As the board pondered Squeri’s qualifications, the head of HR advised him, “You need to dress like a CEO,” and proposed a solution: A clothing expert from a fancy store in Connecticut would come to Squeri’s New Jersey home on a Friday afternoon to orchestrate a sartorial reengineering. “The guy drives three hours in heavy traffic, and goes through my entire closet,” says Squeri. “And I say, ‘How much of this is going to work?’ and he says, ‘None of it.’” Squeri relates that the pair then spent hours picking out fabrics for shirts, suits, sports jackets, and overcoats, and selecting elegant shoes, socks, and belts. Before the haberdasher headed home, Squeri put a king’s ransom for the new wardrobe on his Amex card.
The makeover helped get him the top job—and presaged the corporate makeover he has spent the past near decade enacting. Squeri has forged one of the top growth engines in financial services by luring lovers of luxe as never before, and trending exclusive and young in a big way. The success of Squeri’s highly original, against-the-tide strategy is something of a revelation. Though he heads the eighth largest U.S. player in financial services by market cap ($200 billion), and a fabled institution that ranks as Warren Buffett’s second largest holding at Berkshire Hathaway behind Apple, the Amex chief is little known to the public and keeps a far lower profile than, say, JPMorgan Chase’s Jamie Dimon or Goldman Sachs’ David Solomon.

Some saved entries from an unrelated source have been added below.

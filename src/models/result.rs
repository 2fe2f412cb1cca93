//! Simulation result model.
//!
//! The structured record handed to the visualization layer. Field names
//! and shapes are the JSON wire contract: `process_table`, `timeline`,
//! `ready_queue`, `running_process`, `completed`, `average_turnaround`,
//! `average_waiting`.

use serde::{Deserialize, Serialize, Serializer};
use std::collections::BTreeMap;

use super::{GanttSegment, Pid, Process, TickState, Ticks, TimelineEvent, Trace};
use crate::error::Result;

/// Per-process row of the result table.
#[derive(Debug, Clone, PartialEq, Eq, Serialize, Deserialize)]
pub struct ProcessRecord {
    /// Process identifier.
    pub pid: Pid,
    /// Arrival time.
    pub arrival: Ticks,
    /// Total service demand.
    pub burst: Ticks,
    /// Priority value; omitted from JSON outside priority disciplines.
    #[serde(default, skip_serializing_if = "Option::is_none")]
    pub priority: Option<i64>,
    /// Time of first dispatch.
    pub start: Ticks,
    /// Completion time.
    pub end: Ticks,
    /// `end - arrival`.
    pub turnaround: Ticks,
    /// `turnaround - burst`.
    pub waiting: Ticks,
}

impl ProcessRecord {
    /// Builds a row from a completed process. `None` if it never finished.
    pub fn from_process(process: &Process) -> Option<Self> {
        Some(Self {
            pid: process.pid,
            arrival: process.arrival,
            burst: process.burst,
            priority: process.priority,
            start: process.start?,
            end: process.end?,
            turnaround: process.turnaround()?,
            waiting: process.waiting()?,
        })
    }
}

/// Full outcome of one simulation run.
#[derive(Debug, Clone, PartialEq, Serialize, Deserialize)]
pub struct SimulationResult {
    /// One row per process, in input order.
    pub process_table: Vec<ProcessRecord>,
    /// Context switches in time order.
    pub timeline: Vec<TimelineEvent>,
    /// Waiting pids per tick.
    pub ready_queue: BTreeMap<Ticks, Vec<Pid>>,
    /// Running pid per busy tick.
    pub running_process: BTreeMap<Ticks, Pid>,
    /// Pids in completion order.
    pub completed: Vec<Pid>,
    /// Mean turnaround (exact; serialized at two decimals).
    #[serde(serialize_with = "serialize_two_decimals")]
    pub average_turnaround: f64,
    /// Mean waiting time (exact; serialized at two decimals).
    #[serde(serialize_with = "serialize_two_decimals")]
    pub average_waiting: f64,
}

impl SimulationResult {
    /// Assembles a result from finished rows, a trace, and precomputed averages.
    pub(crate) fn new(
        process_table: Vec<ProcessRecord>,
        trace: Trace,
        average_turnaround: f64,
        average_waiting: f64,
    ) -> Self {
        Self {
            process_table,
            timeline: trace.timeline,
            ready_queue: trace.ready_queue,
            running_process: trace.running_process,
            completed: trace.completed,
            average_turnaround,
            average_waiting,
        }
    }

    /// Row for a pid.
    pub fn process(&self, pid: Pid) -> Option<&ProcessRecord> {
        self.process_table.iter().find(|p| p.pid == pid)
    }

    /// Exact sum of turnaround times.
    pub fn total_turnaround(&self) -> Ticks {
        self.process_table.iter().map(|p| p.turnaround).sum()
    }

    /// Exact sum of waiting times.
    pub fn total_waiting(&self) -> Ticks {
        self.process_table.iter().map(|p| p.waiting).sum()
    }

    /// Latest completion time.
    pub fn makespan(&self) -> Ticks {
        self.process_table.iter().map(|p| p.end).max().unwrap_or(0)
    }

    /// Ticks in `[0, makespan)` with no process running.
    pub fn idle_time(&self) -> Ticks {
        self.makespan() - self.running_process.len() as Ticks
    }

    /// Busy ticks / makespan (0.0..=1.0).
    pub fn cpu_utilization(&self) -> f64 {
        let makespan = self.makespan();
        if makespan <= 0 {
            return 0.0;
        }
        self.running_process.len() as f64 / makespan as f64
    }

    /// Number of switches after the first dispatch.
    pub fn context_switches(&self) -> usize {
        self.timeline.len().saturating_sub(1)
    }

    /// Contiguous CPU segments over `[0, makespan)`, idle gaps included.
    pub fn gantt(&self) -> Vec<GanttSegment> {
        let mut segments: Vec<GanttSegment> = Vec::new();

        for time in 0..self.makespan() {
            let pid = self.running_process.get(&time).copied();
            match segments.last_mut() {
                Some(last) if last.pid == pid => last.end = time + 1,
                _ => segments.push(GanttSegment {
                    start: time,
                    end: time + 1,
                    pid,
                }),
            }
        }

        segments
    }

    /// Scheduler state at `time`.
    pub fn state_at(&self, time: Ticks) -> TickState {
        let completed = self
            .completed
            .iter()
            .copied()
            .filter(|&pid| self.process(pid).is_some_and(|p| p.end <= time))
            .collect();

        TickState {
            time,
            running: self.running_process.get(&time).copied(),
            ready: self.ready_queue.get(&time).cloned().unwrap_or_default(),
            completed,
        }
    }

    /// Compact JSON wire rendering.
    pub fn to_json(&self) -> Result<String> {
        Ok(serde_json::to_string(self)?)
    }

    /// Indented JSON rendering.
    pub fn to_json_pretty(&self) -> Result<String> {
        Ok(serde_json::to_string_pretty(self)?)
    }
}

/// Rounds to two decimals the way `printf("%.2f")` does.
///
/// The exact binary value is rounded, so a tie such as `0.125` resolves to
/// the even digit (`0.12`). JSON numbers carry no trailing zeros, so `1.00`
/// reaches the wire as `1.0`; use [`format_two_decimals`] for fixed text.
pub fn round_two_decimals(value: f64) -> f64 {
    format_two_decimals(value).parse().unwrap_or(value)
}

/// Fixed two-decimal text, e.g. `1.00`.
pub fn format_two_decimals(value: f64) -> String {
    format!("{value:.2}")
}

fn serialize_two_decimals<S: Serializer>(value: &f64, serializer: S) -> std::result::Result<S::Ok, S::Error> {
    serializer.serialize_f64(round_two_decimals(*value))
}
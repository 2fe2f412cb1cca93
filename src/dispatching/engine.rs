//! Rule engine for multi-criteria dispatching.
//!
//! Composes dispatching rules evaluated in sequence: a later rule is only
//! consulted when every earlier rule ties. A final tie-breaking strategy
//! decides what remains.
//!
//! # Reference
//! Haupt (1989), "A Survey of Priority Rule-Based Scheduling"

use std::cmp::Ordering;
use std::sync::Arc;

use super::{DispatchingRule, RuleScore, SchedulingContext};
use crate::models::{Pid, Process};

/// How ties are broken after all rules are exhausted.
#[derive(Debug, Clone, Copy, Default, PartialEq, Eq)]
pub enum TieBreaker {
    /// Keep candidate order (stable sort).
    #[default]
    Stable,
    /// Deterministic by pid (lowest first).
    ByPid,
}

/// A composable rule engine for process prioritization.
///
/// # Example
/// ```
/// use u_cpusched::dispatching::RuleEngine;
/// use u_cpusched::dispatching::rules;
///
/// let engine = RuleEngine::new()
///     .with_rule(rules::PriorityValue)
///     .with_tie_breaker(rules::ArrivalTime);
/// assert_eq!(engine.rule_names(), vec!["PRIORITY", "FCFS"]);
/// ```
#[derive(Clone)]
pub struct RuleEngine {
    rules: Vec<Arc<dyn DispatchingRule>>,
    tie_breaker: TieBreaker,
}

impl RuleEngine {
    /// Creates an empty rule engine.
    pub fn new() -> Self {
        Self {
            rules: Vec::new(),
            tie_breaker: TieBreaker::Stable,
        }
    }

    /// Adds a primary rule.
    pub fn with_rule<R: DispatchingRule + 'static>(mut self, rule: R) -> Self {
        self.rules.push(Arc::new(rule));
        self
    }

    /// Adds a tie-breaking rule, consulted only when earlier rules tie.
    pub fn with_tie_breaker<R: DispatchingRule + 'static>(self, rule: R) -> Self {
        self.with_rule(rule)
    }

    /// Sets the final tie-breaking strategy.
    pub fn with_final_tie_breaker(mut self, tie_breaker: TieBreaker) -> Self {
        self.tie_breaker = tie_breaker;
        self
    }

    /// Names of the configured rules, in evaluation order.
    pub fn rule_names(&self) -> Vec<&'static str> {
        self.rules.iter().map(|r| r.name()).collect()
    }

    /// Sorts candidates by priority (highest priority first).
    ///
    /// Returns indices into the candidate slice.
    pub fn sort_indices(&self, candidates: &[&Process], context: &SchedulingContext) -> Vec<usize> {
        let mut indices: Vec<usize> = (0..candidates.len()).collect();
        indices.sort_by(|&a, &b| self.compare(candidates[a], candidates[b], context));
        indices
    }

    /// Candidate pids in dispatch order.
    pub fn sort_pids(&self, candidates: &[&Process], context: &SchedulingContext) -> Vec<Pid> {
        self.sort_indices(candidates, context)
            .into_iter()
            .map(|i| candidates[i].pid)
            .collect()
    }

    /// Returns the pid of the highest-priority candidate.
    pub fn select_best(&self, candidates: &[&Process], context: &SchedulingContext) -> Option<Pid> {
        candidates
            .iter()
            .copied()
            .reduce(|best, p| {
                if self.compare(p, best, context) == Ordering::Less {
                    p
                } else {
                    best
                }
            })
            .map(|p| p.pid)
    }

    /// Evaluates a single process and returns scores from each rule.
    pub fn evaluate(&self, process: &Process, context: &SchedulingContext) -> Vec<RuleScore> {
        self.rules
            .iter()
            .map(|rule| rule.evaluate(process, context))
            .collect()
    }

    /// Orders two processes: `Less` means `a` runs first.
    pub fn compare(&self, a: &Process, b: &Process, context: &SchedulingContext) -> Ordering {
        for rule in &self.rules {
            let ordering = rule
                .evaluate(a, context)
                .cmp(&rule.evaluate(b, context));
            if ordering != Ordering::Equal {
                return ordering;
            }
        }

        match self.tie_breaker {
            TieBreaker::Stable => Ordering::Equal,
            TieBreaker::ByPid => a.pid.cmp(&b.pid),
        }
    }
}

impl Default for RuleEngine {
    fn default() -> Self {
        Self::new()
    }
}

impl std::fmt::Debug for RuleEngine {
    fn fmt(&self, f: &mut std::fmt::Formatter<'_>) -> std::fmt::Result {
        f.debug_struct("RuleEngine")
            .field("rules", &self.rule_names())
            .field("tie_breaker", &self.tie_breaker)
            .finish()
    }
}
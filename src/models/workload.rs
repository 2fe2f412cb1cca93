//! Workload (simulation input) model.
//!
//! A workload is the ordered list of processes handed to a simulation.
//! Position in the list defines the pid (1-based), so order matters.

use rand::Rng;
use serde::{Deserialize, Serialize};

use super::{Pid, Process, Ticks};
use crate::error::Result;
use crate::validation::{ValidationError, ValidationErrorKind};

/// Input facts for one process.
#[derive(Debug, Clone, Copy, PartialEq, Eq, Serialize, Deserialize)]
pub struct ProcessSpec {
    /// Arrival time.
    pub arrival: Ticks,
    /// Total service demand.
    pub burst: Ticks,
    /// Priority (lower value = more urgent).
    #[serde(default, skip_serializing_if = "Option::is_none")]
    pub priority: Option<i64>,
}

impl ProcessSpec {
    /// Creates a spec without priority.
    pub fn new(arrival: Ticks, burst: Ticks) -> Self {
        Self {
            arrival,
            burst,
            priority: None,
        }
    }

    /// Sets the priority.
    pub fn with_priority(mut self, priority: i64) -> Self {
        self.priority = Some(priority);
        self
    }
}

/// An ordered set of processes to simulate.
///
/// # Example
/// ```
/// use u_cpusched::models::Workload;
///
/// let workload = Workload::new()
///     .with_process(0, 5)
///     .with_process(1, 3);
/// assert_eq!(workload.len(), 2);
/// assert_eq!(workload.processes()[1].pid, 2);
/// ```
#[derive(Debug, Clone, Default, PartialEq, Eq, Serialize, Deserialize)]
pub struct Workload {
    /// Process specs in input order.
    pub specs: Vec<ProcessSpec>,
}

impl Workload {
    /// Creates an empty workload.
    pub fn new() -> Self {
        Self::default()
    }

    /// Appends a process without priority.
    pub fn with_process(mut self, arrival: Ticks, burst: Ticks) -> Self {
        self.specs.push(ProcessSpec::new(arrival, burst));
        self
    }

    /// Appends a process with a priority.
    pub fn with_prioritized_process(mut self, arrival: Ticks, burst: Ticks, priority: i64) -> Self {
        self.specs
            .push(ProcessSpec::new(arrival, burst).with_priority(priority));
        self
    }

    /// Appends a spec.
    pub fn push(&mut self, spec: ProcessSpec) {
        self.specs.push(spec);
    }

    /// Builds a workload from parallel arrival/burst columns.
    ///
    /// Fails with [`ValidationErrorKind::LengthMismatch`] when the columns differ in length.
    pub fn from_columns(arrivals: &[Ticks], bursts: &[Ticks]) -> Result<Self> {
        check_lengths(&[("bursts", bursts.len())], arrivals.len())?;
        Ok(Self {
            specs: arrivals
                .iter()
                .zip(bursts)
                .map(|(&arrival, &burst)| ProcessSpec::new(arrival, burst))
                .collect(),
        })
    }

    /// Builds a workload from parallel arrival/burst/priority columns.
    pub fn from_prioritized_columns(
        arrivals: &[Ticks],
        bursts: &[Ticks],
        priorities: &[i64],
    ) -> Result<Self> {
        check_lengths(
            &[("bursts", bursts.len()), ("priorities", priorities.len())],
            arrivals.len(),
        )?;
        Ok(Self {
            specs: arrivals
                .iter()
                .zip(bursts)
                .zip(priorities)
                .map(|((&arrival, &burst), &priority)| {
                    ProcessSpec::new(arrival, burst).with_priority(priority)
                })
                .collect(),
        })
    }

    /// Generates a random workload.
    ///
    /// Deterministic for a seeded `rng`.
    pub fn random<R: Rng>(count: usize, options: &RandomWorkloadOptions, rng: &mut R) -> Self {
        let max_arrival = options.max_arrival.max(0);
        let min_burst = options.min_burst.max(1);
        let max_burst = options.max_burst.max(min_burst);

        let specs = (0..count)
            .map(|_| {
                let spec = ProcessSpec::new(
                    rng.random_range(0..=max_arrival),
                    rng.random_range(min_burst..=max_burst),
                );
                match options.priority_range {
                    Some((lo, hi)) => spec.with_priority(rng.random_range(lo..=hi.max(lo))),
                    None => spec,
                }
            })
            .collect();

        Self { specs }
    }

    /// Number of processes.
    pub fn len(&self) -> usize {
        self.specs.len()
    }

    /// Whether the workload has no processes.
    pub fn is_empty(&self) -> bool {
        self.specs.is_empty()
    }

    /// Whether every process carries a priority.
    pub fn has_priorities(&self) -> bool {
        self.specs.iter().all(|s| s.priority.is_some())
    }

    /// Fresh process records, pid = position + 1.
    pub fn processes(&self) -> Vec<Process> {
        self.specs
            .iter()
            .zip(1..)
            .map(|(spec, pid): (&ProcessSpec, Pid)| {
                let process = Process::new(pid, spec.arrival, spec.burst);
                match spec.priority {
                    Some(priority) => process.with_priority(priority),
                    None => process,
                }
            })
            .collect()
    }
}

/// Ranges used by [`Workload::random`].
#[derive(Debug, Clone, PartialEq, Eq)]
pub struct RandomWorkloadOptions {
    /// Latest arrival time (inclusive).
    pub max_arrival: Ticks,
    /// Shortest burst (inclusive, at least 1).
    pub min_burst: Ticks,
    /// Longest burst (inclusive).
    pub max_burst: Ticks,
    /// Priority range (inclusive). `None` = no priorities.
    pub priority_range: Option<(i64, i64)>,
}

impl Default for RandomWorkloadOptions {
    fn default() -> Self {
        Self {
            max_arrival: 10,
            min_burst: 1,
            max_burst: 10,
            priority_range: None,
        }
    }
}

impl RandomWorkloadOptions {
    /// Creates default options.
    pub fn new() -> Self {
        Self::default()
    }

    /// Sets the latest arrival time.
    pub fn with_max_arrival(mut self, max_arrival: Ticks) -> Self {
        self.max_arrival = max_arrival;
        self
    }

    /// Sets the burst range.
    pub fn with_burst_range(mut self, min_burst: Ticks, max_burst: Ticks) -> Self {
        self.min_burst = min_burst;
        self.max_burst = max_burst;
        self
    }

    /// Enables priorities drawn from `lo..=hi`.
    pub fn with_priority_range(mut self, lo: i64, hi: i64) -> Self {
        self.priority_range = Some((lo, hi));
        self
    }
}

fn check_lengths(columns: &[(&str, usize)], expected: usize) -> Result<()> {
    let errors: Vec<ValidationError> = columns
        .iter()
        .filter(|(_, len)| *len != expected)
        .map(|(name, len)| {
            ValidationError::new(
                ValidationErrorKind::LengthMismatch,
                format!("Expected {expected} {name} to match arrivals, got {len}"),
            )
        })
        .collect();

    if errors.is_empty() {
        Ok(())
    } else {
        Err(errors.into())
    }
}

Yet surprisingly, since Squeri took the helm in early 2018, Amex boasts the highest returns among the largest U.S. commercial banks and payment providers. In that eight-year span, its stock has generated total yearly returns of 16.6%, a record that beats all its major peers and the benchmarks (save for Goldman Sachs which barely edges it out over that timeframe).
Squeri’s innovation: shifting sharply away from the “start folks cheap then upgrade them” policy that Amex and its competitors had long followed. He saw that affluent young people would happily pay up for premium cards, as long as the perks were right. “The reality is,” intones Squeri, uncorking one of his favorite phrases, “these Gen Z and millennials love premium, they love getting something that’s luxe. I viewed them as educated consumers who love luxury. They also love value. I said, ‘Wait a minute, these kids are smart.’”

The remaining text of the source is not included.